In other words, the NYT article makes a nice basis for the Hollywood script it was apparently always intended to be, but anyone believing it’s a true picture of Clarkston probably needs to be reminded that the Dukes of Hazzard was not, in fact, a documentary.
A few specific points: —no, you can’t just go out and play on Armistead Field, or the baseball field, at Milam Park. Permission is needed. An interesting sidenote—the NYT carefully did not show any views of the sign at Armistead park that depicts a soccer ball—in other words, soccer is not some foreign concept in Clarkston, as the NYT would imply. —the NYT reporter’s key quote of the Mayor was lifted out of context from an AJC article published a year earlier, with no acknowledgement. This borders on plagiarism, not “fine journalism.” —the NYT made no effort to develop what would have been a good, if less Hollywood story, placing the Fugees in the context of the larger story of legal and illegal immigration into metro ATL and the even larger story of Atlanta’s sometimes painful expansion via influx over the past 30 years or so.
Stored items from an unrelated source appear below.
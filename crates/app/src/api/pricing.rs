//! Customization pricing endpoints.

use std::str::FromStr;

use async_trait::async_trait;
use mockall::automock;
use printshop::pricing::{CustomizationType, Placement, PricingGrid, PricingRecord};
use rust_decimal::Decimal;
use serde::Deserialize;
use serde_json::Value;
use tracing::{info, warn};

use crate::api::{ApiClient, ApiError};

pub const PRICING_PATH: &str = "customization-pricing";

#[automock]
#[async_trait]
pub trait PricingApi: Send + Sync {
    /// Fetches the full customization pricing grid.
    async fn get_pricing_grid(&self) -> Result<PricingGrid, ApiError>;

    /// Replaces the whole grid with the given records.
    async fn replace_pricing_grid(&self, records: Vec<PricingRecord>) -> Result<(), ApiError>;
}

#[async_trait]
impl PricingApi for ApiClient {
    async fn get_pricing_grid(&self) -> Result<PricingGrid, ApiError> {
        let payload: Value = self.get_json(PRICING_PATH).await?;

        let grid = decode_grid(payload)?;

        info!(cells = grid.len(), "customization pricing loaded");

        Ok(grid)
    }

    async fn replace_pricing_grid(&self, records: Vec<PricingRecord>) -> Result<(), ApiError> {
        self.put_json(PRICING_PATH, &records).await?;

        info!(cells = records.len(), "customization pricing replaced");

        Ok(())
    }
}

/// A pricing record as it arrives on the wire, before validation.
#[derive(Debug, Deserialize)]
struct RawPricingRecord {
    #[serde(rename = "type")]
    kind: Option<String>,

    placement: Option<String>,

    price: Option<Value>,
}

/// Decodes a pricing payload: a bare list of records, or one wrapped in `data` or `pricing`.
///
/// Records with an unknown type or placement, or without a numeric price, are skipped.
pub(crate) fn decode_grid(payload: Value) -> Result<PricingGrid, ApiError> {
    let records = match payload {
        Value::Array(records) => records,
        Value::Object(mut envelope) => match envelope
            .remove("data")
            .or_else(|| envelope.remove("pricing"))
        {
            Some(Value::Array(records)) => records,
            _ => {
                return Err(ApiError::InvalidPayload(
                    "expected a list of pricing records".to_string(),
                ));
            }
        },
        other => {
            return Err(ApiError::InvalidPayload(format!(
                "expected a list of pricing records, got {other}"
            )));
        }
    };

    Ok(records.into_iter().filter_map(decode_record).collect())
}

fn decode_record(value: Value) -> Option<PricingRecord> {
    let raw = match serde_json::from_value::<RawPricingRecord>(value) {
        Ok(raw) => raw,
        Err(error) => {
            warn!("skipping malformed pricing record: {error}");
            return None;
        }
    };

    let kind = match raw.kind.as_deref().map(CustomizationType::from_str) {
        Some(Ok(kind)) => kind,
        Some(Err(error)) => {
            warn!("skipping pricing record: {error}");
            return None;
        }
        None => {
            warn!("skipping pricing record without a type");
            return None;
        }
    };

    let placement = match raw.placement.as_deref().map(Placement::from_str) {
        Some(Ok(placement)) => placement,
        Some(Err(error)) => {
            warn!(%kind, "skipping pricing record: {error}");
            return None;
        }
        None => {
            warn!(%kind, "skipping pricing record without a placement");
            return None;
        }
    };

    let Some(price) = raw.price.as_ref().and_then(decode_price) else {
        warn!(%kind, %placement, "skipping pricing record without a numeric price");
        return None;
    };

    Some(PricingRecord::new(kind, placement, price))
}

fn decode_price(value: &Value) -> Option<Decimal> {
    let text = match value {
        Value::Number(number) => number.to_string(),
        Value::String(text) => text.trim().to_string(),
        _ => return None,
    };

    Decimal::from_str(&text)
        .or_else(|_err| Decimal::from_scientific(&text))
        .ok()
}

#[cfg(test)]
mod tests {
    use serde_json::json;
    use testresult::TestResult;

    use super::*;

    #[test]
    fn decodes_bare_list() -> TestResult {
        let grid = decode_grid(json!([
            { "type": "text", "placement": "front", "price": 5 },
            { "type": "combo", "placement": "any", "price": 20.5 }
        ]))?;

        assert_eq!(
            grid.price(CustomizationType::Text, Placement::Front),
            Some(Decimal::from(5))
        );
        assert_eq!(grid.combo_price(), Some(Decimal::new(205, 1)));

        Ok(())
    }

    #[test]
    fn decodes_enveloped_list_with_string_prices() -> TestResult {
        let grid = decode_grid(json!({
            "data": [{ "type": "image", "placement": "both", "price": "18.00" }]
        }))?;

        assert_eq!(
            grid.price(CustomizationType::Image, Placement::Both),
            Some(Decimal::new(1800, 2))
        );

        Ok(())
    }

    #[test]
    fn skips_invalid_records_instead_of_failing() -> TestResult {
        let grid = decode_grid(json!([
            { "type": "embroidery", "placement": "front", "price": 9 },
            { "type": "text", "placement": "sleeve", "price": 9 },
            { "type": "text", "placement": "back", "price": "free" },
            { "type": "text", "placement": "back" },
            { "placement": "back", "price": 1 },
            "not a record",
            { "type": "text", "placement": "back", "price": 5 }
        ]))?;

        assert_eq!(grid.len(), 1);
        assert_eq!(
            grid.price(CustomizationType::Text, Placement::Back),
            Some(Decimal::from(5))
        );

        Ok(())
    }

    #[test]
    fn rejects_non_list_payloads() {
        assert!(matches!(
            decode_grid(json!("nope")),
            Err(ApiError::InvalidPayload(_))
        ));
        assert!(matches!(
            decode_grid(json!({ "data": 3 })),
            Err(ApiError::InvalidPayload(_))
        ));
    }

    #[test]
    fn empty_list_is_an_empty_grid() -> TestResult {
        assert!(decode_grid(json!([]))?.is_empty());

        Ok(())
    }
}
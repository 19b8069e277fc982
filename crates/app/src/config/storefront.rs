//! Storefront Config

use std::path::PathBuf;

use clap::Args;

/// Local state and display settings.
#[derive(Debug, Clone, Args)]
pub struct StorefrontConfig {
    /// Path of the persisted state file
    #[arg(
        long,
        env = "STATE_PATH",
        default_value = ".printshop/state.json",
        global = true
    )]
    pub state_path: PathBuf,

    /// ISO currency code used to display amounts
    #[arg(long, env = "CURRENCY", default_value = "USD", global = true)]
    pub currency: String,
}
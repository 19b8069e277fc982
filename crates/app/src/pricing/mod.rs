//! Customization pricing: grid loading, shopper-side selection and the admin grid editor.

pub mod editor;
pub mod loader;
pub mod selector;

pub use editor::{EDITABLE_CELLS, EditorError, PricingGridEditor};
pub use loader::{LOAD_ERROR_MESSAGE, MountHandle, PricingGridLoader, PricingGridState};
pub use selector::{CustomizationSelector, Toggle};
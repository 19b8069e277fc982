//! Cart line identity

use std::hash::{Hash, Hasher};

use rustc_hash::FxHasher;
use serde::{Deserialize, Serialize};

use crate::customization::Customization;

/// Identity of a cart line: product, optional variant and optional customization.
///
/// Two lines merge only when all three are structurally equal.
#[derive(Debug, Clone, PartialEq, Eq, Hash, Serialize, Deserialize)]
#[serde(rename_all = "camelCase")]
pub struct CartKey {
    product_id: String,

    #[serde(default, skip_serializing_if = "Option::is_none")]
    variant_id: Option<String>,

    #[serde(default, skip_serializing_if = "Option::is_none")]
    customization: Option<Customization>,
}

impl CartKey {
    /// Creates a key for a plain product.
    pub fn new(product_id: impl Into<String>) -> Self {
        Self {
            product_id: product_id.into(),
            variant_id: None,
            customization: None,
        }
    }

    /// Sets the variant.
    #[must_use]
    pub fn with_variant(mut self, variant_id: impl Into<String>) -> Self {
        self.variant_id = Some(variant_id.into());
        self
    }

    /// Sets the customization.
    #[must_use]
    pub fn with_customization(mut self, customization: Customization) -> Self {
        self.customization = Some(customization);
        self
    }

    /// Product id.
    pub fn product_id(&self) -> &str {
        &self.product_id
    }

    /// Variant id, if any.
    pub fn variant_id(&self) -> Option<&str> {
        self.variant_id.as_deref()
    }

    /// Customization, if any.
    pub fn customization(&self) -> Option<&Customization> {
        self.customization.as_ref()
    }

    /// Short, deterministic handle for referring to the line, e.g. from a command line.
    pub fn line_id(&self) -> String {
        let mut hasher = FxHasher::default();
        self.hash(&mut hasher);

        format!("{:016x}", hasher.finish())
    }
}

#[cfg(test)]
mod tests {
    use crate::pricing::{CustomizationSelection, CustomizationTotals};

    use super::*;

    fn front_text() -> Customization {
        Customization::new(
            CustomizationSelection::new(true, false, false, false),
            CustomizationTotals::default(),
        )
        .with_text("Hello")
    }

    #[test]
    fn equal_parts_make_equal_keys() {
        let a = CartKey::new("tee").with_variant("black-m").with_customization(front_text());
        let b = CartKey::new("tee").with_variant("black-m").with_customization(front_text());

        assert_eq!(a, b);
        assert_eq!(a.line_id(), b.line_id());
    }

    #[test]
    fn customization_distinguishes_lines_of_the_same_product() {
        let plain = CartKey::new("tee");
        let customized = CartKey::new("tee").with_customization(front_text());

        assert_ne!(plain, customized);
        assert_ne!(plain.line_id(), customized.line_id());
    }

    #[test]
    fn variant_distinguishes_lines() {
        assert_ne!(
            CartKey::new("tee").with_variant("s"),
            CartKey::new("tee").with_variant("m")
        );
    }

    #[test]
    fn line_id_is_sixteen_hex_digits() {
        let line_id = CartKey::new("mug").line_id();

        assert_eq!(line_id.len(), 16);
        assert!(line_id.chars().all(|c| c.is_ascii_hexdigit()));
    }
}
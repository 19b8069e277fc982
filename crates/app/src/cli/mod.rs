use clap::{Parser, Subcommand};
use printshop_app::{config::AppConfig, context::AppContext, observability};
use tracing::warn;

mod cart;
mod catalog;
mod pricing;
mod selection;
mod session;
mod table;
mod theme;

#[derive(Debug, Parser)]
#[command(name = "printshop", about = "Printshop storefront CLI", long_about = None)]
pub(crate) struct Cli {
    #[command(flatten)]
    config: AppConfig,

    #[command(subcommand)]
    command: Commands,
}

#[derive(Debug, Subcommand)]
enum Commands {
    /// Customization pricing grid
    Pricing(pricing::PricingCommand),

    /// Shopping cart
    Cart(cart::CartCommand),

    /// Models and products on sale
    Catalog(catalog::CatalogCommand),

    /// API session tokens
    Session(session::SessionCommand),

    /// Colour theme
    Theme(theme::ThemeCommand),
}

impl Cli {
    /// Parses arguments, reading `.env` first if present.
    pub(crate) fn load() -> Result<Self, clap::Error> {
        _ = dotenvy::dotenv();

        Self::try_parse()
    }

    pub(crate) async fn run(self) -> Result<(), String> {
        observability::init_subscriber(&self.config.logging).map_err(|error| error.to_string())?;

        let mut context = AppContext::from_config(&self.config).map_err(|error| error.to_string())?;

        let result = match self.command {
            Commands::Pricing(command) => pricing::run(command, &mut context).await,
            Commands::Cart(command) => cart::run(command, &mut context).await,
            Commands::Catalog(command) => catalog::run(command, &context).await,
            Commands::Session(command) => session::run(command, &mut context).await,
            Commands::Theme(command) => theme::run(command, &mut context),
        };

        // A failed command may still have rotated or cleared the session.
        let persisted = context.persist().await;

        if let (Err(_), Err(error)) = (&result, &persisted) {
            warn!("failed to save state: {error}");
        }

        result?;

        persisted.map_err(|error| format!("failed to save state: {error}"))
    }
}
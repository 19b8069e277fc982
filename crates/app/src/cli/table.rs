use printshop::money::format_amount;
use rust_decimal::Decimal;
use rusty_money::iso::Currency;
use tabled::{
    builder::Builder,
    settings::{Alignment, Style, object::Columns},
};

/// Renders rows with a header, right-aligning columns from `numeric_from` on.
pub(crate) fn render(builder: Builder, numeric_from: usize) -> String {
    let mut table = builder.build();

    table.with(Style::modern_rounded());
    table.modify(Columns::new(numeric_from..), Alignment::right());

    table.to_string()
}

pub(crate) fn amount(value: Decimal, currency: &'static Currency) -> Result<String, String> {
    format_amount(value, currency).map_err(|error| error.to_string())
}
A better reporter would have done this, but it would have taken actual effort. —Sure, you can find people in Clarkston who will say inappropriate things. Probaly in the NYT newsroom too. To its credit, the AJC did this, at least secondhand, but they presented a true picture of Clarkston rather than just seeking out the malcontents and ignoring other voices as the NYT did.
I moved to Clarkston 9 years ago BECAUSE of the diversity. Many people have. Statistically, it’s the most diverse place in all of GA. That’s not always going to go smoothly, especially since that happened in less than 20 years. But one fact compleletly left out of the story in the NYT, though pointed out in the LTEs, is that our community supports a wonderful International School—not an enclave for the children of wealthy expats but a place where refugee and non-refugee children learn and play together every day. Some of the kids in the NYT story go to that school. I’m proud to say mine do too, proud to live in Clarkston, and proud NOT to subscribe to the New York Times.
By NRB
March 1, 2007 4:43 PM | Link to this
While its not surprising that the New York Slimes would fall all over itself at the opportunity to bash white people, it appears they have put foot in mouth on this particular issue.
Clarkston, at 20% white, is hardly an enclave of southern white supremacists. No, the NYT does appear to take a mighty issue that the mayor is gasp white!
I’m pretty sure that the left wing news media, and this includes the AJC, would probably not be happy until America is 0% white. Even then I’m pretty certain we’d still get blamed for everything.
By mmm
March 1, 2007 5:09 PM | Link to this
The NYT reporter is working on a book, by which we can judge whether there will be a fuller, more balance picture—or whether we are going to have a good guy/bad guy stereotyping. He is out of the picture locally and Luma can’t control what bias he may have had as he followed her around.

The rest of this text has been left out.